The Stem Cell Transplant
Certain diseases and disorders destroy bone marrow or cause it to function abnormally. Given that bone marrow produces blood, the life of a person with malfunctioning bone marrow is at risk. Treatment can involve replacing the patient's bone marrow through a stem cell transplant using donated bone marrow, peripheral blood stem cells or cord blood. You may be more familiar with the term bone marrow transplant as opposed to stem cell transplant, but the same stem cells are found in our peripheral blood and umbilical cord blood. The source of the stem cells selected depends on the patient's needs.
To prepare for a transplant, the recipient is usually given high doses of radiation, chemotherapy, or both, to destroy the diseased marrow.
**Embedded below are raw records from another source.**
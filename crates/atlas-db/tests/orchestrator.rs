//! Orchestrated-save integration tests: the full pipeline over a real
//! SQLite database - allocation, validation, root/children persistence,
//! history, side effects, and all-or-nothing rollback.

use std::sync::Arc;

use uuid::Uuid;

use atlas_core::clock::{Clock, FixedClock};
use atlas_core::sequence::{IntervalScope, SequenceTemplate};
use atlas_core::workflow::{action, object_type, status};
use atlas_core::{
    CheckOutDocument, CheckOutLine, CoreError, PurchaseInvoice, PurchaseInvoiceLine,
    TransitionRegistry, TransitionRequest,
};
use atlas_db::{
    CheckOutRepository, Database, DbConfig, DbError, InvoiceRepository, SaveOrchestrator,
};

const ORG_UNIT: i64 = 1;

fn clock() -> FixedClock {
    FixedClock::at_date(2024, 3, 7)
}

async fn fresh_db() -> Database {
    Database::new(DbConfig::in_memory()).await.unwrap()
}

/// Orchestrator for the check-out module with its counter provisioned.
async fn check_out_orchestrator(db: &Database) -> SaveOrchestrator<CheckOutRepository> {
    db.sequences()
        .provision(
            object_type::INVENTORY_CHECK_OUT,
            IntervalScope::Day {
                year: 2024,
                month: 3,
                day: 7,
            },
            &SequenceTemplate::new("CO-", ""),
            0,
        )
        .await
        .unwrap();

    SaveOrchestrator::new(
        db.clone(),
        db.check_outs(),
        TransitionRegistry::built_in(),
        Arc::new(clock()),
    )
}

/// Orchestrator for the invoice module with a small reservation pool.
async fn invoice_orchestrator(db: &Database, pool_size: i64) -> SaveOrchestrator<InvoiceRepository> {
    if pool_size > 0 {
        db.reservations()
            .populate(object_type::PURCHASE_INVOICE, 1, pool_size)
            .await
            .unwrap();
    }

    SaveOrchestrator::new(
        db.clone(),
        db.invoices(),
        TransitionRegistry::built_in(),
        Arc::new(clock()),
    )
}

// =============================================================================
// Check-out module (counter allocation)
// =============================================================================

#[tokio::test]
async fn submit_and_approve_end_to_end() {
    let db = fresh_db().await;
    let orchestrator = check_out_orchestrator(&db).await;
    let user = Uuid::new_v4();
    let now = clock().now();

    let mut doc = CheckOutDocument::draft(ORG_UNIT, user, now);
    let mut lines = vec![
        CheckOutLine::new("SKU-1", 2, now),
        CheckOutLine::new("SKU-2", 5, now),
    ];
    let request = TransitionRequest::new(
        action::SUBMIT_AND_APPROVE,
        status::DRAFT,
        user,
        ORG_UNIT,
    )
    .with_remark("urgent restock for till 3");

    let outcome = orchestrator.save(&mut doc, &mut lines, &request).await.unwrap();

    // One allocated code of the configured format
    assert_eq!(outcome.business_code, "CO-2403070001");
    assert!(outcome.created);
    assert_eq!(outcome.resulting_status, status::APPROVED);

    // Root row inserted with that code and status
    let stored = db.check_outs().get_by_id(outcome.root_id).await.unwrap().unwrap();
    assert_eq!(stored.code.as_deref(), Some("CO-2403070001"));
    assert_eq!(stored.status, status::APPROVED);
    assert_eq!(stored.requested_by, user);

    // Both child rows reference the root id
    let stored_lines = db.check_outs().get_lines(outcome.root_id).await.unwrap();
    assert_eq!(stored_lines.len(), 2);
    for line in &stored_lines {
        assert_eq!(line.document_id, Some(outcome.root_id));
    }

    // Exactly one history row, DRAFT → APPROVED
    let history = db
        .history()
        .list_for(outcome.root_id, object_type::INVENTORY_CHECK_OUT)
        .await
        .unwrap();
    assert_eq!(history.len(), 1);
    assert_eq!(history[0].from_status, status::DRAFT);
    assert_eq!(history[0].to_status, status::APPROVED);
    assert_eq!(history[0].action_code, action::SUBMIT_AND_APPROVE);
    assert_eq!(history[0].remark.as_deref(), Some("urgent restock for till 3"));

    // One stock decrement per child
    assert_eq!(db.stock().level("SKU-1").await.unwrap(), -2);
    assert_eq!(db.stock().level("SKU-2").await.unwrap(), -5);
}

#[tokio::test]
async fn failed_child_rolls_back_root_and_siblings() {
    let db = fresh_db().await;
    let orchestrator = check_out_orchestrator(&db).await;
    let user = Uuid::new_v4();
    let now = clock().now();

    let mut doc = CheckOutDocument::draft(ORG_UNIT, user, now);
    let mut lines = vec![
        CheckOutLine::new("SKU-1", 2, now),
        // Violates the quantity check constraint; fails at child index 1
        CheckOutLine::new("SKU-2", -5, now),
    ];
    let request = TransitionRequest::new(action::SUBMIT, status::DRAFT, user, ORG_UNIT);

    let err = orchestrator.save(&mut doc, &mut lines, &request).await.unwrap_err();
    assert!(matches!(err, DbError::QueryFailed(_)));

    // State before = state after: no root, no sibling line, no history,
    // and the counter increment was rolled back too
    assert_eq!(db.check_outs().count().await.unwrap(), 0);
    assert_eq!(
        db.sequences()
            .current_number(object_type::INVENTORY_CHECK_OUT)
            .await
            .unwrap(),
        0
    );
}

#[tokio::test]
async fn invalid_transition_leaves_no_trace() {
    let db = fresh_db().await;
    let orchestrator = check_out_orchestrator(&db).await;
    let user = Uuid::new_v4();
    let now = clock().now();

    let mut doc = CheckOutDocument::draft(ORG_UNIT, user, now);
    let mut lines = vec![CheckOutLine::new("SKU-1", 1, now)];
    // APPROVE is only legal from SUBMITTED
    let request = TransitionRequest::new(action::APPROVE, status::DRAFT, user, ORG_UNIT);

    let err = orchestrator.save(&mut doc, &mut lines, &request).await.unwrap_err();
    assert!(matches!(
        err,
        DbError::Workflow(CoreError::InvalidTransition { .. })
    ));

    assert_eq!(db.check_outs().count().await.unwrap(), 0);
    assert_eq!(
        db.sequences()
            .current_number(object_type::INVENTORY_CHECK_OUT)
            .await
            .unwrap(),
        0
    );
}

#[tokio::test]
async fn history_chains_across_saves() {
    let db = fresh_db().await;
    let orchestrator = check_out_orchestrator(&db).await;
    let user = Uuid::new_v4();
    let now = clock().now();

    let mut doc = CheckOutDocument::draft(ORG_UNIT, user, now);
    let mut lines = vec![CheckOutLine::new("SKU-1", 3, now)];

    // First save: DRAFT --SUBMIT--> SUBMITTED (no side effect yet)
    let submit = TransitionRequest::new(action::SUBMIT, status::DRAFT, user, ORG_UNIT);
    let first = orchestrator.save(&mut doc, &mut lines, &submit).await.unwrap();
    assert_eq!(first.resulting_status, status::SUBMITTED);
    assert_eq!(db.stock().level("SKU-1").await.unwrap(), 0);

    // Second save (update path): SUBMITTED --APPROVE--> APPROVED
    let approve = TransitionRequest::new(action::APPROVE, status::SUBMITTED, user, ORG_UNIT);
    let second = orchestrator.save(&mut doc, &mut lines, &approve).await.unwrap();
    assert_eq!(second.root_id, first.root_id);
    assert!(!second.created);
    // The code allocated on the first save survives the update path
    assert_eq!(second.business_code, first.business_code);

    // N transitions → N rows, each from-status = prior to-status
    let history = db
        .history()
        .list_for(first.root_id, object_type::INVENTORY_CHECK_OUT)
        .await
        .unwrap();
    assert_eq!(history.len(), 2);
    assert_eq!(history[1].from_status, history[0].to_status);
    assert_eq!(history[1].to_status, status::APPROVED);

    // Side effect fired exactly once, on approval
    assert_eq!(db.stock().level("SKU-1").await.unwrap(), -3);

    // Update path rewrote the line, not duplicated it
    assert_eq!(db.check_outs().get_lines(first.root_id).await.unwrap().len(), 1);
}

#[tokio::test]
async fn update_path_inserts_new_children_alongside_existing() {
    let db = fresh_db().await;
    let orchestrator = check_out_orchestrator(&db).await;
    let user = Uuid::new_v4();
    let now = clock().now();

    let mut doc = CheckOutDocument::draft(ORG_UNIT, user, now);
    let mut lines = vec![CheckOutLine::new("SKU-1", 1, now)];

    let submit = TransitionRequest::new(action::SUBMIT, status::DRAFT, user, ORG_UNIT);
    let first = orchestrator.save(&mut doc, &mut lines, &submit).await.unwrap();
    assert!(lines[0].id.is_some());

    // Reject back to draft, add a line, resubmit
    let reject = TransitionRequest::new(action::REJECT, status::SUBMITTED, user, ORG_UNIT);
    orchestrator.save(&mut doc, &mut lines, &reject).await.unwrap();

    lines[0].quantity = 4;
    lines.push(CheckOutLine::new("SKU-3", 2, now));
    let resubmit = TransitionRequest::new(action::SUBMIT, status::REJECTED, user, ORG_UNIT);
    orchestrator.save(&mut doc, &mut lines, &resubmit).await.unwrap();

    let stored_lines = db.check_outs().get_lines(first.root_id).await.unwrap();
    assert_eq!(stored_lines.len(), 2);
    assert_eq!(stored_lines[0].quantity, 4);
    assert_eq!(stored_lines[1].product_code, "SKU-3");

    let history = db
        .history()
        .list_for(first.root_id, object_type::INVENTORY_CHECK_OUT)
        .await
        .unwrap();
    assert_eq!(history.len(), 3);
}

// =============================================================================
// Invoice module (reservation pool)
// =============================================================================

#[tokio::test]
async fn pool_save_claims_number_in_the_same_transaction() {
    let db = fresh_db().await;
    let orchestrator = invoice_orchestrator(&db, 5).await;
    let user = Uuid::new_v4();
    let now = clock().now();

    let mut invoice = PurchaseInvoice::draft("Acme Wholesale", ORG_UNIT, user, now);
    let mut lines = vec![PurchaseInvoiceLine::new("SKU-1", 10, 499, now)];
    let request = TransitionRequest::new(action::POST, status::DRAFT, user, ORG_UNIT);

    let outcome = orchestrator.save(&mut invoice, &mut lines, &request).await.unwrap();

    assert_eq!(outcome.business_code, "00000001");
    assert_eq!(outcome.resulting_status, status::POSTED);

    // The pool row is permanently bound to the new invoice
    let row = db
        .reservations()
        .find_by_number(object_type::PURCHASE_INVOICE, 1)
        .await
        .unwrap()
        .unwrap();
    assert!(row.is_claimed());
    assert_eq!(row.linked_entity_id, Some(outcome.root_id));
    assert_eq!(row.locked_by_user, Some(user));

    // Goods received on posting
    assert_eq!(db.stock().level("SKU-1").await.unwrap(), 10);
}

#[tokio::test]
async fn exhausted_pool_fails_the_save() {
    let db = fresh_db().await;
    let orchestrator = invoice_orchestrator(&db, 0).await;
    let user = Uuid::new_v4();
    let now = clock().now();

    let mut invoice = PurchaseInvoice::draft("Acme Wholesale", ORG_UNIT, user, now);
    let mut lines = vec![PurchaseInvoiceLine::new("SKU-1", 1, 100, now)];
    let request = TransitionRequest::new(action::POST, status::DRAFT, user, ORG_UNIT);

    let err = orchestrator.save(&mut invoice, &mut lines, &request).await.unwrap_err();
    assert!(matches!(err, DbError::PoolExhausted { .. }));
    assert_eq!(db.invoices().count().await.unwrap(), 0);
}

#[tokio::test]
async fn failed_claim_rolls_back_the_invoice_insert() {
    let db = fresh_db().await;
    let orchestrator = invoice_orchestrator(&db, 5).await;
    let reserving_user = Uuid::new_v4();
    let saving_user = Uuid::new_v4();
    let now = clock().now();

    // One user reserved the number, a different user tries to save with it
    let reserved = db
        .reservations()
        .acquire_and_lock(object_type::PURCHASE_INVOICE, reserving_user)
        .await
        .unwrap()
        .unwrap();

    let mut invoice = PurchaseInvoice::draft("Acme Wholesale", ORG_UNIT, saving_user, now);
    invoice.code = Some(format!("{:08}", reserved.number));
    let mut lines = vec![PurchaseInvoiceLine::new("SKU-1", 1, 100, now)];
    let request = TransitionRequest::new(action::POST, status::DRAFT, saving_user, ORG_UNIT);

    let err = orchestrator.save(&mut invoice, &mut lines, &request).await.unwrap_err();
    assert!(matches!(err, DbError::ClaimFailed { .. }));

    // The entity insert rolled back with the claim - no orphaned invoice
    assert_eq!(db.invoices().count().await.unwrap(), 0);
    assert_eq!(db.stock().level("SKU-1").await.unwrap(), 0);

    // The reservation itself is untouched: still locked by its holder
    let row = db
        .reservations()
        .find_by_number(object_type::PURCHASE_INVOICE, reserved.number)
        .await
        .unwrap()
        .unwrap();
    assert!(row.is_locked);
    assert_eq!(row.locked_by_user, Some(reserving_user));
    assert!(!row.is_claimed());
}

#[tokio::test]
async fn paying_a_posted_invoice_does_not_reapply_stock() {
    let db = fresh_db().await;
    let orchestrator = invoice_orchestrator(&db, 5).await;
    let user = Uuid::new_v4();
    let now = clock().now();

    let mut invoice = PurchaseInvoice::draft("Acme Wholesale", ORG_UNIT, user, now);
    let mut lines = vec![PurchaseInvoiceLine::new("SKU-1", 7, 250, now)];

    let post = TransitionRequest::new(action::POST, status::DRAFT, user, ORG_UNIT);
    let posted = orchestrator.save(&mut invoice, &mut lines, &post).await.unwrap();
    assert_eq!(db.stock().level("SKU-1").await.unwrap(), 7);

    let pay = TransitionRequest::new(action::PAY, status::POSTED, user, ORG_UNIT);
    let paid = orchestrator.save(&mut invoice, &mut lines, &pay).await.unwrap();
    assert_eq!(paid.resulting_status, status::PAID);

    // Stock received once, on entry into the posted/paid states
    assert_eq!(db.stock().level("SKU-1").await.unwrap(), 7);

    let history = db
        .history()
        .list_for(posted.root_id, object_type::PURCHASE_INVOICE)
        .await
        .unwrap();
    assert_eq!(history.len(), 2);
    assert_eq!(history[1].from_status, history[0].to_status);
}

#[tokio::test]
async fn post_and_pay_shortcut_receives_goods_once() {
    let db = fresh_db().await;
    let orchestrator = invoice_orchestrator(&db, 5).await;
    let user = Uuid::new_v4();
    let now = clock().now();

    let mut invoice = PurchaseInvoice::draft("Acme Wholesale", ORG_UNIT, user, now);
    let mut lines = vec![PurchaseInvoiceLine::new("SKU-9", 4, 1250, now)];
    let request = TransitionRequest::new(action::POST_AND_PAY, status::DRAFT, user, ORG_UNIT);

    let outcome = orchestrator.save(&mut invoice, &mut lines, &request).await.unwrap();
    assert_eq!(outcome.resulting_status, status::PAID);
    assert_eq!(db.stock().level("SKU-9").await.unwrap(), 4);
}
Patients who receive a stem cell transplant must remain isolated in a sterile room until the transplant has been successful and their new bone marrow has produced sufficient white blood cells to protect their system against surrounding bacteria.
A stem cell transplant is not the only solution for diseases such as leukemia and other cancers that result in the abnormal functioning of bone marrow. Treatments such as chemotherapy, radiotherapy and specialized medications are tried first to attempt to stop the disease. However, in some cases, these treatments do not work, and the only way to save a patient is to replace their stem cells with those from a person in good health.